Prompt: Starting at the line below holding "pub fn as_str(&self)" and stopping at the line holding "pub struct RecordId(pub usize);", print every line exactly, both ends included, and leave the rest out.

Dataset entries
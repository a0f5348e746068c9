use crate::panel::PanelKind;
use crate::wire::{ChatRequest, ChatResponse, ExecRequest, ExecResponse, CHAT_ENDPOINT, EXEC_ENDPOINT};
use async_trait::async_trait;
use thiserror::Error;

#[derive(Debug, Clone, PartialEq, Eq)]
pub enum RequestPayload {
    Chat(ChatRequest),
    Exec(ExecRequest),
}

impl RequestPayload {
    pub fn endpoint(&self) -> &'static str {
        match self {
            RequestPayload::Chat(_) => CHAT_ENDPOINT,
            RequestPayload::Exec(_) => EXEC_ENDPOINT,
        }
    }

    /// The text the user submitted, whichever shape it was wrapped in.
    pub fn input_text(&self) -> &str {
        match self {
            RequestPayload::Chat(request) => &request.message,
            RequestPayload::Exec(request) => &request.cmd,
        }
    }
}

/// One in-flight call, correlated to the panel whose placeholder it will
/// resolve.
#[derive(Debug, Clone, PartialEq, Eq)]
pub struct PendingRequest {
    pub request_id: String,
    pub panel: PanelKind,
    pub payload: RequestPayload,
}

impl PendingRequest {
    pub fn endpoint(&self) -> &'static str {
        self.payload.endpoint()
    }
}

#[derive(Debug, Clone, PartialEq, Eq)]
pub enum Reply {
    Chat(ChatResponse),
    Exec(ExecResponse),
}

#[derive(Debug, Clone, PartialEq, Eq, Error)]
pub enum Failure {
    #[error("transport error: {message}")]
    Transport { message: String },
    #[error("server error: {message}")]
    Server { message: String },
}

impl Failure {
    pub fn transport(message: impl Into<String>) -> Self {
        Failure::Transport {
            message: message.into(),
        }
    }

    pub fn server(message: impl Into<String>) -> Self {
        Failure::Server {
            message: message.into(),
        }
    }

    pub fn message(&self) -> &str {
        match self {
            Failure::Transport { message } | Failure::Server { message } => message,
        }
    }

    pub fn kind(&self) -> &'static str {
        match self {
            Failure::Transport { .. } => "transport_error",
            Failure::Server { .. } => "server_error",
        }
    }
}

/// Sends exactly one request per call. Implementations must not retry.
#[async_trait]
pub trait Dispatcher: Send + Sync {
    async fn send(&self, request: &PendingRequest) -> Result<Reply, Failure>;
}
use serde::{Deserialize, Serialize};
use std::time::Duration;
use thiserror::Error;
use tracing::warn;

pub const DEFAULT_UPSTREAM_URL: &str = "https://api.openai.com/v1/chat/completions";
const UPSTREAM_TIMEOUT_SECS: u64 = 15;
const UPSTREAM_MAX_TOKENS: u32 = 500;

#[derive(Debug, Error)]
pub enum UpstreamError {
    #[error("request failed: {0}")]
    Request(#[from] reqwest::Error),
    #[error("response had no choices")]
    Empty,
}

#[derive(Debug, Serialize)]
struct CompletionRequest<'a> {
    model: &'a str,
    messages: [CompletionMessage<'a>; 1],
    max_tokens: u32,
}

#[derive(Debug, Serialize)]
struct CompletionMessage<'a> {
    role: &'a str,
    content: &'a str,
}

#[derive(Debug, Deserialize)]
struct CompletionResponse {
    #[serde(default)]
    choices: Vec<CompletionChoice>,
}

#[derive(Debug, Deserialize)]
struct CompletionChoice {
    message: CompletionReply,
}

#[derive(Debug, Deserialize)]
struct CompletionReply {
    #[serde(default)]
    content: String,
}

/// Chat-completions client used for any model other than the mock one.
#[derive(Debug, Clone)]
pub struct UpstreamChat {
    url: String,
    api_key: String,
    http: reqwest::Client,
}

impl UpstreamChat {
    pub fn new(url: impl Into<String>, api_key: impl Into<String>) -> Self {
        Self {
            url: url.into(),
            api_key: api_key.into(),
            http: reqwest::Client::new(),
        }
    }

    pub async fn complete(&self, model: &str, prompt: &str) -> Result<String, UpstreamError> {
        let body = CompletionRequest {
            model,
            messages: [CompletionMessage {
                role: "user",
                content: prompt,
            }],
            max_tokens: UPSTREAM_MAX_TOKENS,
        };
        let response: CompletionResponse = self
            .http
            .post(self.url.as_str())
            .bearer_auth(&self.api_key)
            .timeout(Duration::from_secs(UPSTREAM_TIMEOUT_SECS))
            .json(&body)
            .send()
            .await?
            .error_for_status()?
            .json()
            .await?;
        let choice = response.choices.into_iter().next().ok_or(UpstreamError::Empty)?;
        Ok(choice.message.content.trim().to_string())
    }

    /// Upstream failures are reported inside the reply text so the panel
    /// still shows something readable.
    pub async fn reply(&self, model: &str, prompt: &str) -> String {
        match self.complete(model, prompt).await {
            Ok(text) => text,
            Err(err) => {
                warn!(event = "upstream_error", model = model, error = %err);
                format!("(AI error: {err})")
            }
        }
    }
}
--
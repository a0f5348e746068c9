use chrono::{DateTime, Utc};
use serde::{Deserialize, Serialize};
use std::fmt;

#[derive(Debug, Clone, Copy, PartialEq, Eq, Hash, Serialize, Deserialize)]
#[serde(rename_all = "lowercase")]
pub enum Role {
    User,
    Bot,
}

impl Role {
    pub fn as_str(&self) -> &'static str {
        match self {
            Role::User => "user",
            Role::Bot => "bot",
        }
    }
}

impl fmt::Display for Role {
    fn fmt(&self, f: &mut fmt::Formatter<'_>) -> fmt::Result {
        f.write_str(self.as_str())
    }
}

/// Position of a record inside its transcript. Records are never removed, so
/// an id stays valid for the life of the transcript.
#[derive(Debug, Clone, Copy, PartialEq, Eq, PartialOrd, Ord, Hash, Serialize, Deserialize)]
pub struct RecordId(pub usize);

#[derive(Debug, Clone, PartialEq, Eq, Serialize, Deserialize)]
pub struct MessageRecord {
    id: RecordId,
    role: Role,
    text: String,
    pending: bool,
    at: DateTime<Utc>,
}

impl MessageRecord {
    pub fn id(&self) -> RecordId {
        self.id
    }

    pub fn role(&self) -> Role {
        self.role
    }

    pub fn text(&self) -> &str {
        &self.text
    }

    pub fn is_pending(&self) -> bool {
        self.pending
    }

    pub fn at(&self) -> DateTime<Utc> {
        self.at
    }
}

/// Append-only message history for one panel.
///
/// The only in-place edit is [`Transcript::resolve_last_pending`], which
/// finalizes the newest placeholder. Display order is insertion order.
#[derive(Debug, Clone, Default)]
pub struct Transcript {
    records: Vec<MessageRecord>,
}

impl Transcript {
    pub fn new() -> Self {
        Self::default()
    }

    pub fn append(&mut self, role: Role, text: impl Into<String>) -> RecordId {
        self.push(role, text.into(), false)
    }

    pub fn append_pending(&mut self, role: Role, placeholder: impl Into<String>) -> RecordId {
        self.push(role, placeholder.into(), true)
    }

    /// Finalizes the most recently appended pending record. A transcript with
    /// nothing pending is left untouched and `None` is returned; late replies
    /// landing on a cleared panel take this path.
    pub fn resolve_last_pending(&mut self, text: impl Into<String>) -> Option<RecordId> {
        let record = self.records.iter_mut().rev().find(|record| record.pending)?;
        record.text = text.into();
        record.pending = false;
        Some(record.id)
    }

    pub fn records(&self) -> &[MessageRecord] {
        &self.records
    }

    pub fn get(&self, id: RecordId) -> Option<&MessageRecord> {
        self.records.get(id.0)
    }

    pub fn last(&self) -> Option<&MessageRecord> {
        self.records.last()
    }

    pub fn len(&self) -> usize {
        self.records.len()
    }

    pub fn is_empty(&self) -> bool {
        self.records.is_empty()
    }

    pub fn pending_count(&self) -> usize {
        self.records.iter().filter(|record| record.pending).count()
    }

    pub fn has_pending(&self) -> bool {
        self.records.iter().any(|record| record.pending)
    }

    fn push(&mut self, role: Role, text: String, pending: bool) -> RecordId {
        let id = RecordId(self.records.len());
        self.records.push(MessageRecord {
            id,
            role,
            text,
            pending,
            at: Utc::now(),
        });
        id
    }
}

Answer section:
    pub fn as_str(&self) -> &'static str {
        match self {
            Role::User => "user",
            Role::Bot => "bot",
        }
    }
}

impl fmt::Display for Role {
    fn fmt(&self, f: &mut fmt::Formatter<'_>) -> fmt::Result {
        f.write_str(self.as_str())
    }
}

/// Position of a record inside its transcript. Records are never removed, so
/// an id stays valid for the life of the transcript.
#[derive(Debug, Clone, Copy, PartialEq, Eq, PartialOrd, Ord, Hash, Serialize, Deserialize)]
pub struct RecordId(pub usize);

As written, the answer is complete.